======== The input ========
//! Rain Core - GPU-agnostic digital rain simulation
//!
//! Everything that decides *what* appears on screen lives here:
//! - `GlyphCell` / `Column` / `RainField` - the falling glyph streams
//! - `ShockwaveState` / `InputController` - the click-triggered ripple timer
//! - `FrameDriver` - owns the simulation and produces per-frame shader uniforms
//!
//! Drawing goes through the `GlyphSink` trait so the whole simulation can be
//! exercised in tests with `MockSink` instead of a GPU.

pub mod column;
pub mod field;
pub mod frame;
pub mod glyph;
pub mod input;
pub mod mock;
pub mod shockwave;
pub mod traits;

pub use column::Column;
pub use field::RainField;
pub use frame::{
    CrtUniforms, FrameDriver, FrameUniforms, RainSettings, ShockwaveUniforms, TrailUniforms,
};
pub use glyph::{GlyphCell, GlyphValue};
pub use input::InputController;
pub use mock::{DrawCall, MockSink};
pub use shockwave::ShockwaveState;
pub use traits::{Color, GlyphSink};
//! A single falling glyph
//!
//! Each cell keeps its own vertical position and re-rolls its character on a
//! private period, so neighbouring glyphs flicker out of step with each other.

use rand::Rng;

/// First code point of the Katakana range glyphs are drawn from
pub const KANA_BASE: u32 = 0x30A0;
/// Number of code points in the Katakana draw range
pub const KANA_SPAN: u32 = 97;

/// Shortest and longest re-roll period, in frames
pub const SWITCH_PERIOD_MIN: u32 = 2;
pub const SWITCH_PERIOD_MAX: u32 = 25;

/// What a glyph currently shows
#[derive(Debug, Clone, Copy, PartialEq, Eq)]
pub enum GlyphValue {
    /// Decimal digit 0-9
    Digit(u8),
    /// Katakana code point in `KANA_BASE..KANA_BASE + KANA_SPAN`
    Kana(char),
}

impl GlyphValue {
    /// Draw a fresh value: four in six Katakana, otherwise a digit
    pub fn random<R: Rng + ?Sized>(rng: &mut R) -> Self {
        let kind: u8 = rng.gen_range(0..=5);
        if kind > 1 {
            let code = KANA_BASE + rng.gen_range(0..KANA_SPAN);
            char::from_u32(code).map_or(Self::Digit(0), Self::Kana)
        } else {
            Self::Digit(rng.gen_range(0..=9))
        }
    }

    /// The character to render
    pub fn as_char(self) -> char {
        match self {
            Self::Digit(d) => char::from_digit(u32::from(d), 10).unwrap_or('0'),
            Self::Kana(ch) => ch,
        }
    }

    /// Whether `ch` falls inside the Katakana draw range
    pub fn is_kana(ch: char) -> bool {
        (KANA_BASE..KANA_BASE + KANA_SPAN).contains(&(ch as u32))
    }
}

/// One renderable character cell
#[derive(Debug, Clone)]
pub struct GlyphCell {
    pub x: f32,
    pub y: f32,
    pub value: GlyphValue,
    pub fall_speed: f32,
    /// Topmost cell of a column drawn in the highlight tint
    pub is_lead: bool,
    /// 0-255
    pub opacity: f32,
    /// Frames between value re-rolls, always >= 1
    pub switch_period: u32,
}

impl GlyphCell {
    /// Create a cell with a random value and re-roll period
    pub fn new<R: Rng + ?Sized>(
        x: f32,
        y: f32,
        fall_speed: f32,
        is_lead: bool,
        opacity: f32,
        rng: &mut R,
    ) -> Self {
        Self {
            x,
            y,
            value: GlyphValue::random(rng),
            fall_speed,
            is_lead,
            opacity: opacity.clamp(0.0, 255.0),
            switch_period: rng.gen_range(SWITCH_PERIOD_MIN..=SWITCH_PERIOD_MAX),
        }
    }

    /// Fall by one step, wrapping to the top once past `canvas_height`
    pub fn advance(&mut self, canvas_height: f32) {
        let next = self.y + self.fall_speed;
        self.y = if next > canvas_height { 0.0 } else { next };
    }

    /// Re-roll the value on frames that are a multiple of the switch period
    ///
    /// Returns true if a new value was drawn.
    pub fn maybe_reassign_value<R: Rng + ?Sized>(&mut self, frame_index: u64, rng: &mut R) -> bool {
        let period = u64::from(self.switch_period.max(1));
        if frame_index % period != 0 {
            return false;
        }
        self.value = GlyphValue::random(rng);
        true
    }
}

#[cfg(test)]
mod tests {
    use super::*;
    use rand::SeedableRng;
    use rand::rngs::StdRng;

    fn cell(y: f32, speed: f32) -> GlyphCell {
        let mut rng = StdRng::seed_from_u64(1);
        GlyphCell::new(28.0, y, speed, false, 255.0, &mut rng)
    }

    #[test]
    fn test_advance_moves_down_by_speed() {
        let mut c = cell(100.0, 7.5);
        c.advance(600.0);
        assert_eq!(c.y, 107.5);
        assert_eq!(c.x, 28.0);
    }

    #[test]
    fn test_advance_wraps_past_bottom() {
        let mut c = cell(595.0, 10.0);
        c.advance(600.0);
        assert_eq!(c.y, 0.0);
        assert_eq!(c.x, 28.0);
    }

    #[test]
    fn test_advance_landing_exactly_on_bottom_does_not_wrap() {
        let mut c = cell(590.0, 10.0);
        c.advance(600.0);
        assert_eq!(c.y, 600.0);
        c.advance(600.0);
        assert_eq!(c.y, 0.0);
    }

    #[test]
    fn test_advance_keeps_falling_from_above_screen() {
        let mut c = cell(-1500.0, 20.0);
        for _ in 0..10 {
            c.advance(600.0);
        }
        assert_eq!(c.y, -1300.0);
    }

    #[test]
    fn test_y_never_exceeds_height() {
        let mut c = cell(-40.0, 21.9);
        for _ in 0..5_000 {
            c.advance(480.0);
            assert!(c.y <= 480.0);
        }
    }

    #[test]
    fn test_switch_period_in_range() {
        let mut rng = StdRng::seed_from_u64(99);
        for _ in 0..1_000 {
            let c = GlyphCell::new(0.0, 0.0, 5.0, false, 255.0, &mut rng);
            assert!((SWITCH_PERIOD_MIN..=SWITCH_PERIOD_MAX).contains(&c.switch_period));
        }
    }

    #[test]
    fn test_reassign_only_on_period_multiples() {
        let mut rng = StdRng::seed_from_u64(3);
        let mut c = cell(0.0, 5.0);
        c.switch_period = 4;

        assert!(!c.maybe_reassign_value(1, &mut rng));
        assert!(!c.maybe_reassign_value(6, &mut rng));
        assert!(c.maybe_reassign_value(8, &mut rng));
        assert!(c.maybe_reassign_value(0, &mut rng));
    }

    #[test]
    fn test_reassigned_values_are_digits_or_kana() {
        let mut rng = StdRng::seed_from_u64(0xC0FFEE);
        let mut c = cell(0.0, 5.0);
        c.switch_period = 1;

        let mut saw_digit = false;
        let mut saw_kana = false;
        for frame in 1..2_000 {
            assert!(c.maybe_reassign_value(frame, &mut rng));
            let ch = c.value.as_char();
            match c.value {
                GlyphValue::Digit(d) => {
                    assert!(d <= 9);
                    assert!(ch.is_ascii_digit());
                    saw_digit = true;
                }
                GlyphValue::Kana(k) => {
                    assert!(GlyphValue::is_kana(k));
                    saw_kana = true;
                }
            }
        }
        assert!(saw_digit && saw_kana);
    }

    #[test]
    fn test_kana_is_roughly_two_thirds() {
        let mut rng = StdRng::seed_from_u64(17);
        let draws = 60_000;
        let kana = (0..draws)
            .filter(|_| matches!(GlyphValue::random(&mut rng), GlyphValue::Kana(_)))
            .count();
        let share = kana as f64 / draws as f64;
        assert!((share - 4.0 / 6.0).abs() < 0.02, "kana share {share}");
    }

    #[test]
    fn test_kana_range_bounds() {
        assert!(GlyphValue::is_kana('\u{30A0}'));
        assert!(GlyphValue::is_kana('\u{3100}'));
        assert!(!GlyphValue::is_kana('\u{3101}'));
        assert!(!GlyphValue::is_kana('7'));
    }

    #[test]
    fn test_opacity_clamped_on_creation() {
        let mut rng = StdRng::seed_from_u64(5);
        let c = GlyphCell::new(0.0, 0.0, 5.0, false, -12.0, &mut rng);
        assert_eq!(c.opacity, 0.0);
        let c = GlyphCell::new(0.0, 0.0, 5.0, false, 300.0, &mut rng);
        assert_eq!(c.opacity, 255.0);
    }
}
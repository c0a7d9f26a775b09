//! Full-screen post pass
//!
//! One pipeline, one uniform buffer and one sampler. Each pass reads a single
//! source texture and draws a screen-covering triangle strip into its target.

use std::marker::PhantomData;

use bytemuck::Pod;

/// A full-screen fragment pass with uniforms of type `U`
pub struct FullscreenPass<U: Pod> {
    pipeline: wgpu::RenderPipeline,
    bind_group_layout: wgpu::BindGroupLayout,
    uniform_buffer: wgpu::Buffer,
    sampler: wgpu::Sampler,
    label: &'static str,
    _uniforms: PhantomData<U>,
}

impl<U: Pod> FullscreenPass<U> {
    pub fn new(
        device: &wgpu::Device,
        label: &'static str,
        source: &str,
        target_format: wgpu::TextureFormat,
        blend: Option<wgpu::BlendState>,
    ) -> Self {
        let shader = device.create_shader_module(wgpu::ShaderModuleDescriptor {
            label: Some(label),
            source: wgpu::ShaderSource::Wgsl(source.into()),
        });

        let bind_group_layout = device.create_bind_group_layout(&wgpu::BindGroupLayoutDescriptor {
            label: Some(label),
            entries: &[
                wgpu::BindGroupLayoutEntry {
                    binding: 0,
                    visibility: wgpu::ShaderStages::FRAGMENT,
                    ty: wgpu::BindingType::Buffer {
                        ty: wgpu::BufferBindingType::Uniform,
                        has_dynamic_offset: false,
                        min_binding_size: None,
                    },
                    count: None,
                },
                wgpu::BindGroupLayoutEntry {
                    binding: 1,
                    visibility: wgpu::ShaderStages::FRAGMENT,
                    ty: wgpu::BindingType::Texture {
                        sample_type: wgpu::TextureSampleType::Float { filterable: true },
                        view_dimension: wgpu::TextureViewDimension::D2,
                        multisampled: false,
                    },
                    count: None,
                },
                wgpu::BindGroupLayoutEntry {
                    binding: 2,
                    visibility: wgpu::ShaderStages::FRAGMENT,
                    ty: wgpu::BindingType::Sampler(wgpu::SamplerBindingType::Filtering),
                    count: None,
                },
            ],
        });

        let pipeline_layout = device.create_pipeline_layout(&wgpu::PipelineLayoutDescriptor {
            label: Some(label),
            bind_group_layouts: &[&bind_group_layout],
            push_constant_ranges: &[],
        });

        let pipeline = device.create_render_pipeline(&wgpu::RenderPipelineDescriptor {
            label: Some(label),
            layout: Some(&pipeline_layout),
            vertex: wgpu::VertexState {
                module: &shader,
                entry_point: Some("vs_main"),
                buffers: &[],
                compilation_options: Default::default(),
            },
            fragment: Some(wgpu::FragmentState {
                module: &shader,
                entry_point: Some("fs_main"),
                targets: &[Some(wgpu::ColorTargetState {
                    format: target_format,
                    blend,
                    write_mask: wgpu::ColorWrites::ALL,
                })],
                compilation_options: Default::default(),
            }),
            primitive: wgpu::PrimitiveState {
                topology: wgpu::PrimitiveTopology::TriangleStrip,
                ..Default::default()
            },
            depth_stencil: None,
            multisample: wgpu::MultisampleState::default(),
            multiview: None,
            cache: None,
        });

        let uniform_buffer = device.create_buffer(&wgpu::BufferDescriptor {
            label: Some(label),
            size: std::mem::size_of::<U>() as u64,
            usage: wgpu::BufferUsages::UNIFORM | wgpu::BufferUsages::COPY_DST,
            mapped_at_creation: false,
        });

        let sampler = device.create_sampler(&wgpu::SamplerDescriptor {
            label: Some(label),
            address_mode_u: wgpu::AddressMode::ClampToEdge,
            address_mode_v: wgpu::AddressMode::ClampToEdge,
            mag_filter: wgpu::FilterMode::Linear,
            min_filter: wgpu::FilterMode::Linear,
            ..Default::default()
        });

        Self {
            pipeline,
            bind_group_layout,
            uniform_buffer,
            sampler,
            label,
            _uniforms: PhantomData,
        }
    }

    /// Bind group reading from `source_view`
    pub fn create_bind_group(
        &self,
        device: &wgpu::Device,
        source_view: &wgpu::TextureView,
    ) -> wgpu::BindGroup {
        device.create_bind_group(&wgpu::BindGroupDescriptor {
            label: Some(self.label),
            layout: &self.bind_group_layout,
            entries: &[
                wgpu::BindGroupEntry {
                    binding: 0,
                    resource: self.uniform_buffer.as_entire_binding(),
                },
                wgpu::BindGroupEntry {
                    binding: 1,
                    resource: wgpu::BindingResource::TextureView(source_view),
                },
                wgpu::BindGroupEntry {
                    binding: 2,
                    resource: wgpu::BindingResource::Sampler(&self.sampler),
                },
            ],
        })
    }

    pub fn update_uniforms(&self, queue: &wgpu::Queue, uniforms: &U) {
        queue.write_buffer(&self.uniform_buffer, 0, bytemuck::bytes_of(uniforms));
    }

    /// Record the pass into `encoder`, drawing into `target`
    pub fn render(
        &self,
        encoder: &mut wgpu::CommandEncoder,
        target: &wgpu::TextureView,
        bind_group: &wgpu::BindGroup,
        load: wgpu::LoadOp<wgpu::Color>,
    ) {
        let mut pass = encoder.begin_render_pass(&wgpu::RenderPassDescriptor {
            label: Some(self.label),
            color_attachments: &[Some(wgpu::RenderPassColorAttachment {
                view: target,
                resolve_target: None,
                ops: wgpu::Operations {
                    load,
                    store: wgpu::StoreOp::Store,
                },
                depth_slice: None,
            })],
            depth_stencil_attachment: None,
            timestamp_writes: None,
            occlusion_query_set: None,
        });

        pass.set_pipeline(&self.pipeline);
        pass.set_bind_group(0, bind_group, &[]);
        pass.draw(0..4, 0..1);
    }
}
========
◆ **Problem details**
Give the lines of the material above again, exactly, from its first line through the line that contains "simulation can be" and no further.

◆ **Solution to this task**
//! Rain Core - GPU-agnostic digital rain simulation
//!
//! Everything that decides *what* appears on screen lives here:
//! - `GlyphCell` / `Column` / `RainField` - the falling glyph streams
//! - `ShockwaveState` / `InputController` - the click-triggered ripple timer
//! - `FrameDriver` - owns the simulation and produces per-frame shader uniforms
//!
//! Drawing goes through the `GlyphSink` trait so the whole simulation can be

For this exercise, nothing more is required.